On the other hand, I'd like to see some of the stuff from the document history brought forward so we can see them without having to click through... can we do that without using copy and paste?

Also, Doesn't the size of a wikki become huge quickly with meaningless changes? how do you cull out dumb changes that don't add anything to save disk space without losing linkages and structure?

PaulKroll: Who would put in the meaningless changes? If they're meaningless, do you lose anything culling them? Obviously vandalism does happen to wikis, but it's a lot less of an issue than it seems at first glance. Small wikis are unlikely to attract attention, so few people abuse them. Large wikis are likely to have many participants that actively fight against the vandals. (See [Wikipedia].) And in any case, the people who attack sites with an intent to break into/deface them, have nothing to do on a wiki: since there's no challenge, they generally leave wikis alone.

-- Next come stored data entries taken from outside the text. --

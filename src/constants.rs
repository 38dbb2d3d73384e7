//! # System Constants
//!
//! Task vocabulary, progression tuning and the CORS header names shared by
//! all three handlers.

use serde::{Deserialize, Serialize};
use std::fmt;
use std::str::FromStr;

use crate::error::GamifyError;

/// Experience points needed per level: a user at level `L` is promoted once
/// their xp reaches `L * XP_PER_LEVEL`.
pub const XP_PER_LEVEL: i32 = 100;

/// Level assigned to freshly created users
pub const STARTING_LEVEL: i32 = 1;

/// Progress added when an increment request omits `progress_increment`
pub const DEFAULT_PROGRESS_INCREMENT: i32 = 1;

/// Task status values the handlers give meaning to. Any other string is
/// stored verbatim.
pub mod task_status {
    pub const ACTIVE: &str = "active";
    pub const COMPLETED: &str = "completed";
}

/// Response and preflight header names
pub mod headers {
    pub const CONTENT_TYPE: &str = "Content-Type";
    pub const ALLOW_ORIGIN: &str = "Access-Control-Allow-Origin";
    pub const ALLOW_METHODS: &str = "Access-Control-Allow-Methods";
    pub const ALLOW_HEADERS: &str = "Access-Control-Allow-Headers";
    pub const MAX_AGE: &str = "Access-Control-Max-Age";
    pub const APPLICATION_JSON: &str = "application/json";
}

/// Task priority
#[derive(Debug, Clone, Copy, PartialEq, Eq, Hash, Default, Serialize, Deserialize)]
#[serde(rename_all = "snake_case")]
pub enum TaskPriority {
    Low,
    #[default]
    Medium,
    High,
}

impl TaskPriority {
    pub fn as_str(&self) -> &'static str {
        match self {
            TaskPriority::Low => "low",
            TaskPriority::Medium => "medium",
            TaskPriority::High => "high",
        }
    }
}

impl fmt::Display for TaskPriority {
    fn fmt(&self, f: &mut fmt::Formatter<'_>) -> fmt::Result {
        f.write_str(self.as_str())
    }
}

impl FromStr for TaskPriority {
    type Err = GamifyError;

    fn from_str(s: &str) -> Result<Self, Self::Err> {
        match s {
            "low" => Ok(TaskPriority::Low),
            "medium" => Ok(TaskPriority::Medium),
            "high" => Ok(TaskPriority::High),
            other => Err(GamifyError::validation(format!(
                "priority must be one of low, medium, high (got '{other}')"
            ))),
        }
    }
}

PaulKroll: Now, yes, a wiki can certainly become pretty large quickly, but it's mostly text. You can get a lot of wiki pages in a megabyte. :) Incidentally, this little "let's use the wiki as a forum" is one place wikis don't do so well. I don't see a convention for signing pages, in the FormattingRules or FormalFormattingRules, hence my name at the front. Seems as good a convention as any.

PaulKroll: And, after writing the above and looking around a bit, I see in ExpirationPeriod that in fact old changes can be automatically wiped from the database. (This or something similar is probably available in other wikis, though certainly not all!)